It is noteworthy that the self-regulatory institution journal­ists fear most – more than the Press Council and other self-regulation tribunals, is the ABC’s weekly program Media Watch, which was first screened in 1989. Its website promotes it as follows: ‘Everyone loves it until they’re on it’ (www.abc.net.au/mediawatch/). Criticised for being sometimes trite, and often bitchy, Media Watch has exposed some of the nation’s most spectacular ethical breaches over the past two decades. These include blatant instances of plagiarism and privacy invasion and, most famously, an exposé of secret payments being made to talkback radio stars for their endorsement of products and services without the knowledge of their listeners. While Media Watch itself has no sanctions available, the power of the program lies in the fact that ethical breaches and glaring errors are screened on national television, when journalists know their colleagues are watching. The ultimate tool of media self-regulation can indeed be the media itself!

There are several ways journalists in other countries considering regulatory models can learn from this recent experience in Australia.

  1. Comparisons can be dangerous. Even in a democracy with a long history of relatively free expression politicians and governments will seek out and seize any opportunity to regulate the media. International comparisons can be dangerous because we operate within different political and cultural frameworks. When they were arguing for their media reforms, Ministers cited RSF’s World Press Freedom Index, using the argument that Finland remained in number one position there despite having a statutory mechanism for its press regulation. They failed to mention that Finland also has a section in its Constitution guaranteeing free expression and the free flow of information so all laws are formed and applied against that backdrop. It also lacks the hundreds of other media laws that impact on free expression in other countries like Australia.
  2. Beware of regulation creep. Existing laws such as defamation and contempt that apply to all citizens go a long way towards controlling media behavior. I have seen few serious ethical breaches that could not be handled by the existing laws. Once media laws have been introduced it is hard to wind those laws back to re-establish eroded freedoms. Australia passed more than 60 new anti-terror laws after the September 2001 attacks on the US – many impacting on the media – and few of those have been wound back. Media regulation is hard to undo because governments like to have that power.
  3. Don’t trade press freedom. Well meaning journalists and academics are sometimes willing to sacrifice media freedom because of the misbehavior of some media personnel.
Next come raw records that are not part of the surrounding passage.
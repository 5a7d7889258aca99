//! Host side of Linguora: configuration, logging, preferences and the
//! session that drives the core state machine against the engine.
pub mod config;
pub mod effects;
pub mod logging;
pub mod preferences;
pub mod session;

pub use config::{AppConfig, ConfigError};
pub use preferences::{Preferences, PreferencesError, Theme};
pub use session::{Session, SessionError};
When you offer governments new powers to control the misbehaviour of some elements in the media you need to accept that those same powers might be used against you at some later stage.
  4. Beware de facto licensing. There is the temptation to issue journalists with accreditation and registration in actual or de facto licensing schemes. While journalists might like the idea of carrying an official card with privileged access, the narrow defining of journalists and journalism by governments presents a real danger to free expression because it privileges some citizens over others as communicators. This gives those issuing and revoking such licenses influence over the message itself. It is even less appropriate in a new era of blogging and social media because the nature of news and journalism is even harder to define. Citizens might become reporters temporarily because of the scale of an event or issue or on an ongoing basis in a narrow field of interest that might momentarily become of broader public interest. It is inappropriate that they should have to seek registration or licensing as a journalist or that they should be punished for reporting without such official licence. Rather, their words or actions should be subject only to the communication limitations placed on all citizens, and in a working democracy they should be limited to only extreme breaches.
  5. Judge a proposed law by its ultimate possible sanction. The best test when trying to gauge the potential impact of new media regulations is not the assurances of their proponents that they will be used only rarely and only in extreme cases, or perhaps not used against journalists. The real test is to look at the ultimate maximum sanctions available and if these involve the potential jailing or fining of journalists then they are anathema to press freedom in a democracy.
  6. Media freedom is above politics. Media regulation was certainly a long overdue debate in Australia, but it was politicised from the outset which undermined the likelihood of the implementation of any of the proposals. Some political parties supported tougher regulation of the media because they had been the target of adverse coverage. A basic human right like free expression should be above politics in a democracy, yet most governments will strive to limit it.
  7. Media freedom is above commercial interest. Opponents of media regulation need to be careful they are not being seen as simply protecting their own commercial enterprises. Criticism of the recommendations by the larger Australian media groups on free expression grounds – particularly by Murdoch executives – were dismissed as a defence of their vested interests (Meade and Canning, 2012). It helps to recruit other senior intellectuals in defence of media freedom – including academics, business leaders and other public intellectuals.
  8. Be wary of ethics codes imposed by governments. Too often governments use ethics codes as a Trojan Horse to push through tougher restrictions on journalists. Ethical codes should be SELF regulatory systems, not legally enforceable instruments carrying potential fines and jail terms.
  9. Training and education in law and ethics is crucial. Media outlets need to be more pro-active in developing better in-house processes for assessing ethical decisions and in explaining those decisions to their audiences. All reforms will, of course, need to be supplemented with better training of journalists about their rights and responsibilities and broader education of ordinary citizens to raise their understanding of the important role of the media in a democracy.
  10. Educate the community about free expression and a free media. The constitutional right to press freedom and free expression need to be part of every school’s civics curriculum and media organisations need to remind their audiences of this constitutional right and its important history at every opportunity.

Mindful Journalism

Just as important as external regulatory and legal systems are the internal processes of journalists’ decision-making – their internal ‘moral compasses’. I have explored this phenomenon in developing the concept of ‘mindful journalism’ with colleagues Shelton Gunaratne and Sugath Senarath in a recent book – Mindful Journalism – published by Routledge in New York last year.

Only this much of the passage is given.